• [Listed records]
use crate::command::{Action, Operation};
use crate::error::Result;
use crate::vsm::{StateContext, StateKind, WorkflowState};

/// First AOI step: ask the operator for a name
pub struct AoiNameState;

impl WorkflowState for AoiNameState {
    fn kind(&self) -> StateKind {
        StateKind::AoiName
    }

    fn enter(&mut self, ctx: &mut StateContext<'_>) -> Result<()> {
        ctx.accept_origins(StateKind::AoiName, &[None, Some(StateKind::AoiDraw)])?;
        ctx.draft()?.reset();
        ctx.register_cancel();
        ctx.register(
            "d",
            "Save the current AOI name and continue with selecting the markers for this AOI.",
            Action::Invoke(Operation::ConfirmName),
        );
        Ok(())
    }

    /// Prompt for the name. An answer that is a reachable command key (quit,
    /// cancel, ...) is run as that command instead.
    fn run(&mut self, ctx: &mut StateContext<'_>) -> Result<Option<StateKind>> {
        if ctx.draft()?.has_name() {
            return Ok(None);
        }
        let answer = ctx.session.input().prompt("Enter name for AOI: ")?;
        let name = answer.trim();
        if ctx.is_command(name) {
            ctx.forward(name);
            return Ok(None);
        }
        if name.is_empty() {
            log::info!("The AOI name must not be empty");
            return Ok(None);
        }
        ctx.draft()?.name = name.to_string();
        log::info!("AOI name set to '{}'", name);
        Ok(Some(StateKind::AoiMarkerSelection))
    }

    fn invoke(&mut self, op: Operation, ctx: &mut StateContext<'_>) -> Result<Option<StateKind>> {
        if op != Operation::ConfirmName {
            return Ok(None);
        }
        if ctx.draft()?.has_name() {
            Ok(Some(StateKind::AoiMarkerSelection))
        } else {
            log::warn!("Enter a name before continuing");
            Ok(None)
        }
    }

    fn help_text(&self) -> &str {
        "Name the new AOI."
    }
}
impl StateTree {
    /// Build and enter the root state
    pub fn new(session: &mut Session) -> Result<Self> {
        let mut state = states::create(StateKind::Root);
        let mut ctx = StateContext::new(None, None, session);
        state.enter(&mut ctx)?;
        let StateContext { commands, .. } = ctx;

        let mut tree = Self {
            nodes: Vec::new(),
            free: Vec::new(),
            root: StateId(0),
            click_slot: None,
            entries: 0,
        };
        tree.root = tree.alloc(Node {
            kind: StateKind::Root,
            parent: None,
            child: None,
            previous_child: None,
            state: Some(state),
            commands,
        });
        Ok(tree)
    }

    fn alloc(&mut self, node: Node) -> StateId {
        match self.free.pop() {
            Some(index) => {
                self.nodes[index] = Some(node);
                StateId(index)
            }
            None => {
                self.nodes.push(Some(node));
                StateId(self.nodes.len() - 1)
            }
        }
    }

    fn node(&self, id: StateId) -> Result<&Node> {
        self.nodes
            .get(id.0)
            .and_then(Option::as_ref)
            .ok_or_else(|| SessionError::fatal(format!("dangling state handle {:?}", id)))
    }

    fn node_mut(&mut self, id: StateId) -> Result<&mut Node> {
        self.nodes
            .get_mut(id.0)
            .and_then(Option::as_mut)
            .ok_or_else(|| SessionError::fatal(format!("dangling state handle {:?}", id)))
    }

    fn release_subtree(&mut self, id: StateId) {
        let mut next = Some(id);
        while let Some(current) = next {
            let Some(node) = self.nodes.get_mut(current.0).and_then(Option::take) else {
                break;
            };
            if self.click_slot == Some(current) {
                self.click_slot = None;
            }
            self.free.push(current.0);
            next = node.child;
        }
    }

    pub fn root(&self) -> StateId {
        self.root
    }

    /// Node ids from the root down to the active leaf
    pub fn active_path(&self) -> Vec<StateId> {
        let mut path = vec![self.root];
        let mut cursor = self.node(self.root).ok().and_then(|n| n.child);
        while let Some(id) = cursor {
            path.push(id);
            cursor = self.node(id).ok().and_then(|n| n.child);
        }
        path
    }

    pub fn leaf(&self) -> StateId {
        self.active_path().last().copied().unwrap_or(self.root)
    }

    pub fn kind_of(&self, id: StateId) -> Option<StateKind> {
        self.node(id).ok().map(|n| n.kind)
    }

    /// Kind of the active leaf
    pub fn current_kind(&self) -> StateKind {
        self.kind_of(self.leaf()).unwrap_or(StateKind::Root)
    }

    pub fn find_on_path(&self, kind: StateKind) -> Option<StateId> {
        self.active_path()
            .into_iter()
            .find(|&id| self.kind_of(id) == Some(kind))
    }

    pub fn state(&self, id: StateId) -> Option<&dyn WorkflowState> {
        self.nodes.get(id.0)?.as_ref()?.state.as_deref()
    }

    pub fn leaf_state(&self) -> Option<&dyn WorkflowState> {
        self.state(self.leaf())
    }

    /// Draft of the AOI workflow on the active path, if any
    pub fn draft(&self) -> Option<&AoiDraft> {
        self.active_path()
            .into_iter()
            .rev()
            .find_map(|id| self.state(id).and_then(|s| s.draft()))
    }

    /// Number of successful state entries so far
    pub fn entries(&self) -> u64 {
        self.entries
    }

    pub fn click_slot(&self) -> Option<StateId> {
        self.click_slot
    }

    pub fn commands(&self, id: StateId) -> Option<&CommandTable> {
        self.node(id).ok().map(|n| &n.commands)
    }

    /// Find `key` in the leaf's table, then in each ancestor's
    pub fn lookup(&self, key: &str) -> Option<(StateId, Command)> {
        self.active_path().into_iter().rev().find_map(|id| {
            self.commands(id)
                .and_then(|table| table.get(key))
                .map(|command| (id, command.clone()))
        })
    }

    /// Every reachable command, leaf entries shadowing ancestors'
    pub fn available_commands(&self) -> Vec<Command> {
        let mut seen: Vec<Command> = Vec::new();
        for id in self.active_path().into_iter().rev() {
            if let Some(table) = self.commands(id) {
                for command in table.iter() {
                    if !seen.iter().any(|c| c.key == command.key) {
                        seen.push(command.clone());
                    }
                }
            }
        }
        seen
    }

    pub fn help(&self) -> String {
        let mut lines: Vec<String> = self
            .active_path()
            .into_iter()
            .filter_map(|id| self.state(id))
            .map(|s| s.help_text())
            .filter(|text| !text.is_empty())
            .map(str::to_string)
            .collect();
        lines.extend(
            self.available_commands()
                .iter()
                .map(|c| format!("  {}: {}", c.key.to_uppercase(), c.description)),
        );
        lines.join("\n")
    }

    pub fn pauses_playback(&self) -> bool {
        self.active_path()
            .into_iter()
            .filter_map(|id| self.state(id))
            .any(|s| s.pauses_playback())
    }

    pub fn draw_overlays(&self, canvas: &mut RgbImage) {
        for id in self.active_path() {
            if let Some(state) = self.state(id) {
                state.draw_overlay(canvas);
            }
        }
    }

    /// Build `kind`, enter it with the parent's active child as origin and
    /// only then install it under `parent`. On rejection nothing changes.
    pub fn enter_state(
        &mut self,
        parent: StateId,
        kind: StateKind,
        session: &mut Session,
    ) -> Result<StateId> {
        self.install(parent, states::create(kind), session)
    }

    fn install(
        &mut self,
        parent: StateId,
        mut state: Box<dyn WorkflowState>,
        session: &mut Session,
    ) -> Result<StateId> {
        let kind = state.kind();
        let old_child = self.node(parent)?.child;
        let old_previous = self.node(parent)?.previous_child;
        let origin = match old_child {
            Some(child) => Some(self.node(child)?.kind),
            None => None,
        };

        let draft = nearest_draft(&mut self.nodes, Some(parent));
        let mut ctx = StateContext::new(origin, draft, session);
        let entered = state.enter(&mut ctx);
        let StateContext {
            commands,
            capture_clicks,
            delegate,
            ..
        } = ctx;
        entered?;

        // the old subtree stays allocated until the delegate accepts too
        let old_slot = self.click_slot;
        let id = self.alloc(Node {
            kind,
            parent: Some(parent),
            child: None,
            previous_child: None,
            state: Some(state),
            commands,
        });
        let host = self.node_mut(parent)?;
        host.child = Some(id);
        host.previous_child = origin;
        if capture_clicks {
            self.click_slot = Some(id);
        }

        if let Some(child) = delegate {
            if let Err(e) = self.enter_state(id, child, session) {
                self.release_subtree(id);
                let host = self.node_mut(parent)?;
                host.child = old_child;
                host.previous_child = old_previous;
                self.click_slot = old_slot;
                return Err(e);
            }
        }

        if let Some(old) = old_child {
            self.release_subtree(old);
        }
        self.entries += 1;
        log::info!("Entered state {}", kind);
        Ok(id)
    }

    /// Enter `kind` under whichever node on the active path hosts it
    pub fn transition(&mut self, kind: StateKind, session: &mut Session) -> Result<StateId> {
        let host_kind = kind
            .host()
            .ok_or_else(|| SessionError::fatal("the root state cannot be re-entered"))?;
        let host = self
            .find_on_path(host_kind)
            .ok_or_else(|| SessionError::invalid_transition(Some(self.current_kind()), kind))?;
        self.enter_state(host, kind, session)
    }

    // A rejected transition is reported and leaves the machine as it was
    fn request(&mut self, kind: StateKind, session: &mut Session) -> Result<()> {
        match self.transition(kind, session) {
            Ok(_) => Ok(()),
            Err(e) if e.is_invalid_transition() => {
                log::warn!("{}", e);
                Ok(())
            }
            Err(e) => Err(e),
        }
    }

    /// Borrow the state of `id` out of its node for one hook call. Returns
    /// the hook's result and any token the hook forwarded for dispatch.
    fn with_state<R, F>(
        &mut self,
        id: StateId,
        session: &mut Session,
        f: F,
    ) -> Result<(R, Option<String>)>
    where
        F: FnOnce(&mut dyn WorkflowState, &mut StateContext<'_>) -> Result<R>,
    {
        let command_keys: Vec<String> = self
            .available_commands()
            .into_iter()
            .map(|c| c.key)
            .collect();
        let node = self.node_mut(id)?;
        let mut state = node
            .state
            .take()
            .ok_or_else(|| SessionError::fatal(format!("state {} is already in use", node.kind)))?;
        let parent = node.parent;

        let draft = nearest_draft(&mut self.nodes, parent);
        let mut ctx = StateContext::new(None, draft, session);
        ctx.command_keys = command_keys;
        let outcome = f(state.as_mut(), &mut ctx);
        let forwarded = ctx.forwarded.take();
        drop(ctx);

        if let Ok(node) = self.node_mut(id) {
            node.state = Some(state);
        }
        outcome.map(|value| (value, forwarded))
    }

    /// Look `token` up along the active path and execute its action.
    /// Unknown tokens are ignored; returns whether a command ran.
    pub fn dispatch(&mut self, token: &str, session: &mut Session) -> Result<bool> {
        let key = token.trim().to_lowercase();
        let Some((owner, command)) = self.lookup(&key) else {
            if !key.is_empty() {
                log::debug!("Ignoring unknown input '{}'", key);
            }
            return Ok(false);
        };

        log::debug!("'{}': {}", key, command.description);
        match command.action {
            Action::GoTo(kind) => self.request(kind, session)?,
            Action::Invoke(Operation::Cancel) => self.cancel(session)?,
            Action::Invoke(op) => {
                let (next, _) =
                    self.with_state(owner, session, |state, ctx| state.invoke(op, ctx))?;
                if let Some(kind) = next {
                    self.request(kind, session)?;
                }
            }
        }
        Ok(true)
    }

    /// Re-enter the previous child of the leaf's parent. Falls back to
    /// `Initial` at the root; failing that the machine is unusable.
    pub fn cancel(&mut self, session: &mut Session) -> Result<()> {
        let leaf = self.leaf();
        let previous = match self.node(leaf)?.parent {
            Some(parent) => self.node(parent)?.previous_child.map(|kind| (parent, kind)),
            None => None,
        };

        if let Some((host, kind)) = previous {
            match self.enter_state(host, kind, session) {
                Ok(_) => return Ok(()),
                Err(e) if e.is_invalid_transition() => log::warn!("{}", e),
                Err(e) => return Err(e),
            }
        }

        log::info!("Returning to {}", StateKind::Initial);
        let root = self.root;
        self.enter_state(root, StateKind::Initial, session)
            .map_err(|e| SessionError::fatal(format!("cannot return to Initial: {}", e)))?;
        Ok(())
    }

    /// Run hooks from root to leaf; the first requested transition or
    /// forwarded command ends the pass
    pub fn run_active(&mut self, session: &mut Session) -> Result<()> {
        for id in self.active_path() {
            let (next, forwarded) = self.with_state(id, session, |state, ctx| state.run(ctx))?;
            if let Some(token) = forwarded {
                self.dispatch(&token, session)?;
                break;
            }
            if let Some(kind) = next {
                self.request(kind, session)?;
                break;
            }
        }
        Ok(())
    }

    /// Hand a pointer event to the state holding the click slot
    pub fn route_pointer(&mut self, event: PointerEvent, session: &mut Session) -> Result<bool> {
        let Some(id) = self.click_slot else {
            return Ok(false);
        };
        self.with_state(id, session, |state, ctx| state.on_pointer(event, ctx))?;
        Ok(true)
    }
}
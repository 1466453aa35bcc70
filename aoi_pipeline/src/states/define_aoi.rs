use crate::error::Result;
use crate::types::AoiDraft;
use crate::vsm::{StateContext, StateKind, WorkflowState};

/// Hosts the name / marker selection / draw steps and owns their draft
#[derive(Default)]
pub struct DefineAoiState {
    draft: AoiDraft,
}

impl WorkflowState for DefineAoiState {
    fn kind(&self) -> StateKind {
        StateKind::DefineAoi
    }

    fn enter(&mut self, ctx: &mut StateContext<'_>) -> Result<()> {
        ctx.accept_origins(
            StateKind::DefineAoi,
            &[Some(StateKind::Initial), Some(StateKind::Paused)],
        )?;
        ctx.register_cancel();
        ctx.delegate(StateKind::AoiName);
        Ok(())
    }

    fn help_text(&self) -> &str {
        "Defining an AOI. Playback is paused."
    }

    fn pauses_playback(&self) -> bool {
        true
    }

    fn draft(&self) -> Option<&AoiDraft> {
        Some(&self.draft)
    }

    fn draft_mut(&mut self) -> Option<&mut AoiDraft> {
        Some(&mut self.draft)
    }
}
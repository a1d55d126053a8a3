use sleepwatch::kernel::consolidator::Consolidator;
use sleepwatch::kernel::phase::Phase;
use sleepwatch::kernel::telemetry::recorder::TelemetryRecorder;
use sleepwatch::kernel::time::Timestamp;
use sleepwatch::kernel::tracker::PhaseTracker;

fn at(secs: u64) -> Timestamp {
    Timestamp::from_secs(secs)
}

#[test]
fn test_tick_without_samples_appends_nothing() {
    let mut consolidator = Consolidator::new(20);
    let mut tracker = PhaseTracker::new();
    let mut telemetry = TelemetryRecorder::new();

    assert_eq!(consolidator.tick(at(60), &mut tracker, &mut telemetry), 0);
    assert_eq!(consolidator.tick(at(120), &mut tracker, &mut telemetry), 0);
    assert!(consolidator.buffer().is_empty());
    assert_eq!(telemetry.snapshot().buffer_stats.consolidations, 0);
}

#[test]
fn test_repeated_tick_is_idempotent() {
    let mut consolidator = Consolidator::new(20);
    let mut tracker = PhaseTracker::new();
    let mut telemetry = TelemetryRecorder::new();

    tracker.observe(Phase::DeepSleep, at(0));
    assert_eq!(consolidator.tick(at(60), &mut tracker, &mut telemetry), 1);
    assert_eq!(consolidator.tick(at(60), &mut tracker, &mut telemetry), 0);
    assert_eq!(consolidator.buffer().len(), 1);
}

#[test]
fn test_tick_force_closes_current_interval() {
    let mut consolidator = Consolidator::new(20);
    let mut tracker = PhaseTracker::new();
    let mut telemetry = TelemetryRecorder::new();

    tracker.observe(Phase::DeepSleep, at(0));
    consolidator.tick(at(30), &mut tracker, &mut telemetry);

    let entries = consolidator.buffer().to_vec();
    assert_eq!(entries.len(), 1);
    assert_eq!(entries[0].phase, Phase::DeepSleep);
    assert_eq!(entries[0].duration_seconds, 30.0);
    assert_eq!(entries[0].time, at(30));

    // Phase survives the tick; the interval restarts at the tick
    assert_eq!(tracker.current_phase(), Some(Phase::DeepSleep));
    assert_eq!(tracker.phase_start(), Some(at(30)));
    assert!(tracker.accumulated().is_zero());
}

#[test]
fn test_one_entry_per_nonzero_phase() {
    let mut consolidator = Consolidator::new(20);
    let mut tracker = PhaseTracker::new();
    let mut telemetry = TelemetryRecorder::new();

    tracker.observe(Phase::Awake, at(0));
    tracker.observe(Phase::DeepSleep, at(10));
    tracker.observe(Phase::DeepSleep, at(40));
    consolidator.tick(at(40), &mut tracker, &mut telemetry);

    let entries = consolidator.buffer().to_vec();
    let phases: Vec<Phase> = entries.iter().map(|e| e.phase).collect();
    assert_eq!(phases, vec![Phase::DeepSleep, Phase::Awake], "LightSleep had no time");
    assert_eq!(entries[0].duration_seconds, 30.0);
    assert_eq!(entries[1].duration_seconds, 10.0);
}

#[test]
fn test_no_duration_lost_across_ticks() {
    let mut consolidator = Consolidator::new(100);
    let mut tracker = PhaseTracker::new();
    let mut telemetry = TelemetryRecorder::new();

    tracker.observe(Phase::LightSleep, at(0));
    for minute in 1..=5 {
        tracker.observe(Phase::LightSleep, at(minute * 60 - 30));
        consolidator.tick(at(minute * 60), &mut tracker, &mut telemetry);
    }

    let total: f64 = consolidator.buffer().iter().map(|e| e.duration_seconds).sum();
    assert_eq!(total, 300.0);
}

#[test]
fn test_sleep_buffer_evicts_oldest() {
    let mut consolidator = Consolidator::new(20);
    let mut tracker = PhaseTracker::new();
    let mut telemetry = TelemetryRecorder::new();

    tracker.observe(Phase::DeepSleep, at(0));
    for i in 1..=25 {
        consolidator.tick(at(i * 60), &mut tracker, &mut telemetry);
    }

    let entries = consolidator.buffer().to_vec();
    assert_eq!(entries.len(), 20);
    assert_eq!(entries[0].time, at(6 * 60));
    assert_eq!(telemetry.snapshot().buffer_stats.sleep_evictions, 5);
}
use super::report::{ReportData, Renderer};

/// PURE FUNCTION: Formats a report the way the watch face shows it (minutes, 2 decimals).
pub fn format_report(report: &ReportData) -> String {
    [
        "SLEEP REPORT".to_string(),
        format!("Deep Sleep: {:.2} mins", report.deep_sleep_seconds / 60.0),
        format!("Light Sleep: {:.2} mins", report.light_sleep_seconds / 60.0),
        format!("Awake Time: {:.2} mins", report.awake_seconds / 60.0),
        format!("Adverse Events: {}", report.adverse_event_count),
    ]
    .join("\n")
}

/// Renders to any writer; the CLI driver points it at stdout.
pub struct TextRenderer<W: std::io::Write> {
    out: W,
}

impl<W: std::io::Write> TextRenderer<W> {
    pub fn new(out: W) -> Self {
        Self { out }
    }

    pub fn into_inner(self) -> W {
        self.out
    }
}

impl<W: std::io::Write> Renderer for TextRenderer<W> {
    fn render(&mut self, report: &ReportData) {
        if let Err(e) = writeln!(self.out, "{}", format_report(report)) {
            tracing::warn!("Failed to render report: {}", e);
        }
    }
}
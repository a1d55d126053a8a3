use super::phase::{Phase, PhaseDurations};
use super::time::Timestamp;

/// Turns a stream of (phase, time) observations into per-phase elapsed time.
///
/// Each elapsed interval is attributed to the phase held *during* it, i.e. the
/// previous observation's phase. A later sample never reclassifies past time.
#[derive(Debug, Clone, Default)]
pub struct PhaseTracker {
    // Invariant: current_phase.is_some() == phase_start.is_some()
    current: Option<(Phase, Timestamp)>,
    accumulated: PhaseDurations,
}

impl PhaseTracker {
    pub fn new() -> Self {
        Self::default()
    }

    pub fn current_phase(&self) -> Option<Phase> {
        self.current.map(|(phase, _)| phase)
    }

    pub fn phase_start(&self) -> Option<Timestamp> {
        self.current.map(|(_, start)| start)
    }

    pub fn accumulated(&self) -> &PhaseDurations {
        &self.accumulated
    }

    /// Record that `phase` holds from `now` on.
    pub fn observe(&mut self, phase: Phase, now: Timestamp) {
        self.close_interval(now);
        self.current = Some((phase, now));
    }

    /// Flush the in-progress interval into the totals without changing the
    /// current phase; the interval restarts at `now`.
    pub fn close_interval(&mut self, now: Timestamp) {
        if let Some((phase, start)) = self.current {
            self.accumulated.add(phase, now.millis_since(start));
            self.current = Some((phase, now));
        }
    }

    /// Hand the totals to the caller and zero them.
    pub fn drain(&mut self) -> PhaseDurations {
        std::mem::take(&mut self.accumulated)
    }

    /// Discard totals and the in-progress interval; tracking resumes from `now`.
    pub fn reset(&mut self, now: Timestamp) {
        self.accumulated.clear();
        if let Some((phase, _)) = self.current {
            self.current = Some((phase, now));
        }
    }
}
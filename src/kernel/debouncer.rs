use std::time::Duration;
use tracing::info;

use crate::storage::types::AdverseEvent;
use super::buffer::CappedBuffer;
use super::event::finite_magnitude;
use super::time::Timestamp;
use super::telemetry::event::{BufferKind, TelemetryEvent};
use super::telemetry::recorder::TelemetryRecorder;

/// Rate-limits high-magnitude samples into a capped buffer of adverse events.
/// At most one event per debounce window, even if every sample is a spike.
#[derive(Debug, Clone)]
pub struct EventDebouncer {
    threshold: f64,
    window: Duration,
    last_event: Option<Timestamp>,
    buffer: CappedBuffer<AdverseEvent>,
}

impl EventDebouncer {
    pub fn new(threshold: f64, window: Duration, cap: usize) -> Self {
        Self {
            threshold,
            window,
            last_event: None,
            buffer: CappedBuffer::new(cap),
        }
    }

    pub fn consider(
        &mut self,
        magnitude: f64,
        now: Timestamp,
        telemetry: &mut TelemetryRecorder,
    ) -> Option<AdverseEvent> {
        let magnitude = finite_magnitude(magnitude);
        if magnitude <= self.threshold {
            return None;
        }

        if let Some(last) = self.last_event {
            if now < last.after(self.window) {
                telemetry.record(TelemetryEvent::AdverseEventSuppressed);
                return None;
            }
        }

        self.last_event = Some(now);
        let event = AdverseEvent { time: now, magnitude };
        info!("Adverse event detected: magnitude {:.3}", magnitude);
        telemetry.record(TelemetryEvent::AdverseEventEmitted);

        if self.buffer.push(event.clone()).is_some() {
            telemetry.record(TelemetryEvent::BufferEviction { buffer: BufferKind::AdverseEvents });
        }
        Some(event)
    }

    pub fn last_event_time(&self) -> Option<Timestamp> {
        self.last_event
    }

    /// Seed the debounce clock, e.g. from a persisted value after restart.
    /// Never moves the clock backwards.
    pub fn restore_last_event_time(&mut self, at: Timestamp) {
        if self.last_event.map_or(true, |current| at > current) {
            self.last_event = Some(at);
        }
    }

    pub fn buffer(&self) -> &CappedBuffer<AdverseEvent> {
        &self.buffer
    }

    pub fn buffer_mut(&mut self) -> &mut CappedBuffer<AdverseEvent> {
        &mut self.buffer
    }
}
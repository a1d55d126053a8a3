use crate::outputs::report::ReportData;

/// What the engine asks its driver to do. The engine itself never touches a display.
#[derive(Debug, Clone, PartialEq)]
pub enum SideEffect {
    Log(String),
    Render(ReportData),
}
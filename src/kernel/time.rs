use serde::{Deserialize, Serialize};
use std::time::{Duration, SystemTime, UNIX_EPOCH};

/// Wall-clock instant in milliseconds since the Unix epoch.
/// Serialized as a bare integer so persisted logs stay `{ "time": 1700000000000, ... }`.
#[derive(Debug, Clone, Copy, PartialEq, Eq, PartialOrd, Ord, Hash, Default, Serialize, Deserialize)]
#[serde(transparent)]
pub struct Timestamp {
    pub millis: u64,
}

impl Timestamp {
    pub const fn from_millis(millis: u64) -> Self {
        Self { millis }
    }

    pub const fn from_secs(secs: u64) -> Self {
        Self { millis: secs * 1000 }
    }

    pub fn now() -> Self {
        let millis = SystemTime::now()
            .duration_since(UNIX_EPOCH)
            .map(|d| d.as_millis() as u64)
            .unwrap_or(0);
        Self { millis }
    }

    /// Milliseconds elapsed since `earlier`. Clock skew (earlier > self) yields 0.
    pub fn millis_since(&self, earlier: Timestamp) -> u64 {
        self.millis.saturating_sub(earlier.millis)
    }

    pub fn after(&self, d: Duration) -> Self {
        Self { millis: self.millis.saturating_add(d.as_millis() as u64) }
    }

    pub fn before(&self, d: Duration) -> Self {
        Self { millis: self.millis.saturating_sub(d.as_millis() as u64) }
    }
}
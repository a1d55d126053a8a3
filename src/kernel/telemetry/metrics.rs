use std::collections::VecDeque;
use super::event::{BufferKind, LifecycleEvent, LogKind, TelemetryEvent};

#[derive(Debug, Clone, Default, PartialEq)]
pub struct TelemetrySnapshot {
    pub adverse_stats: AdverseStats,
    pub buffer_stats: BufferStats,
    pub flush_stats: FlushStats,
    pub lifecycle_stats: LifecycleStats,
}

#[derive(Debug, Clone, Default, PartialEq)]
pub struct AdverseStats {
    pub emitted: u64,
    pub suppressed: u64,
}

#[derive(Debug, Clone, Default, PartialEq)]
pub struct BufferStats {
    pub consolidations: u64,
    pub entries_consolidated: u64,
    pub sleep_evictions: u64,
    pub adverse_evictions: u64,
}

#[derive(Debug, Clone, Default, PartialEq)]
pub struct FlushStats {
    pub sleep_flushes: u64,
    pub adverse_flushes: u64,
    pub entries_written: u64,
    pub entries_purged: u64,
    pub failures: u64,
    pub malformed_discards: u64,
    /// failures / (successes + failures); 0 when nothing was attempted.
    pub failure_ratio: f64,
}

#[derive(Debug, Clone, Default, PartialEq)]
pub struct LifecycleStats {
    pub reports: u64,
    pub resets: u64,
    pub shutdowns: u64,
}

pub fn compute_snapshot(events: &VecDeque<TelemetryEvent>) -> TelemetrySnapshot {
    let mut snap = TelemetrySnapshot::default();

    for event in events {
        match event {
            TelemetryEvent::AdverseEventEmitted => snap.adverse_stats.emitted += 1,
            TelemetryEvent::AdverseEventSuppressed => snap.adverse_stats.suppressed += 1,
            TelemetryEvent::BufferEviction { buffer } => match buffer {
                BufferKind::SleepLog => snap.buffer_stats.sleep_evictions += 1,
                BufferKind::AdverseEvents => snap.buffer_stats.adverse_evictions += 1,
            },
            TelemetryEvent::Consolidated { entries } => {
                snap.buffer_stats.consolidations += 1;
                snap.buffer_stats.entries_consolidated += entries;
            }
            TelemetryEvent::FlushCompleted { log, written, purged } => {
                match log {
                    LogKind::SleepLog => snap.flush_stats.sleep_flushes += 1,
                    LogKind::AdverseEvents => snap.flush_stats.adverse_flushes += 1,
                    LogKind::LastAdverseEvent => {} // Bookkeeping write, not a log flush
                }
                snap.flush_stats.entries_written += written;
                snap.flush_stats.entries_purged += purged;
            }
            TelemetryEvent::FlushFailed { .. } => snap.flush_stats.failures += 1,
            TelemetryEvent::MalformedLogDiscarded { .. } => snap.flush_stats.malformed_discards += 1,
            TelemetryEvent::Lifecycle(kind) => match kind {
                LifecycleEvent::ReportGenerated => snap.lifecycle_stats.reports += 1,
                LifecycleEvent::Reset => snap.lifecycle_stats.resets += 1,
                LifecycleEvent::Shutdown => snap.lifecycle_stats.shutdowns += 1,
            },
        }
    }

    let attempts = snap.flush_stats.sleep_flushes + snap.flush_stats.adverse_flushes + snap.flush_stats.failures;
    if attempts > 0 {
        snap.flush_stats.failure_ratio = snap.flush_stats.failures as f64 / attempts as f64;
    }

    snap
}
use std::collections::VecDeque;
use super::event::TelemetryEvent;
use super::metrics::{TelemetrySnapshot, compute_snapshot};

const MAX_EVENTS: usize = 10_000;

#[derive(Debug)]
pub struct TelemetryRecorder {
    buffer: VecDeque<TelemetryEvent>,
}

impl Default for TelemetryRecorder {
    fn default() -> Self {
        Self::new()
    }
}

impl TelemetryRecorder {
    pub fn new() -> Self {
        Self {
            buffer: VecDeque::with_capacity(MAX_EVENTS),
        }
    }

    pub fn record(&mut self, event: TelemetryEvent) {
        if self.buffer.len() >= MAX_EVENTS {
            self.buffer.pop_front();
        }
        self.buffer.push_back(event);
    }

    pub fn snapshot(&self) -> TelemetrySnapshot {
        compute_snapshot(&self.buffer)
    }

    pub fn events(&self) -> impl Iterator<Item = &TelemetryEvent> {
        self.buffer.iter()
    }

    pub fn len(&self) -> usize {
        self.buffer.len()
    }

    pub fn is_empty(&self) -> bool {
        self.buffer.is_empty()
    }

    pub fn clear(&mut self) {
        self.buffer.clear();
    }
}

• [The task] Tally the lines of the material that contain the word "next" and say the number, nothing more.

• [Solution below] 7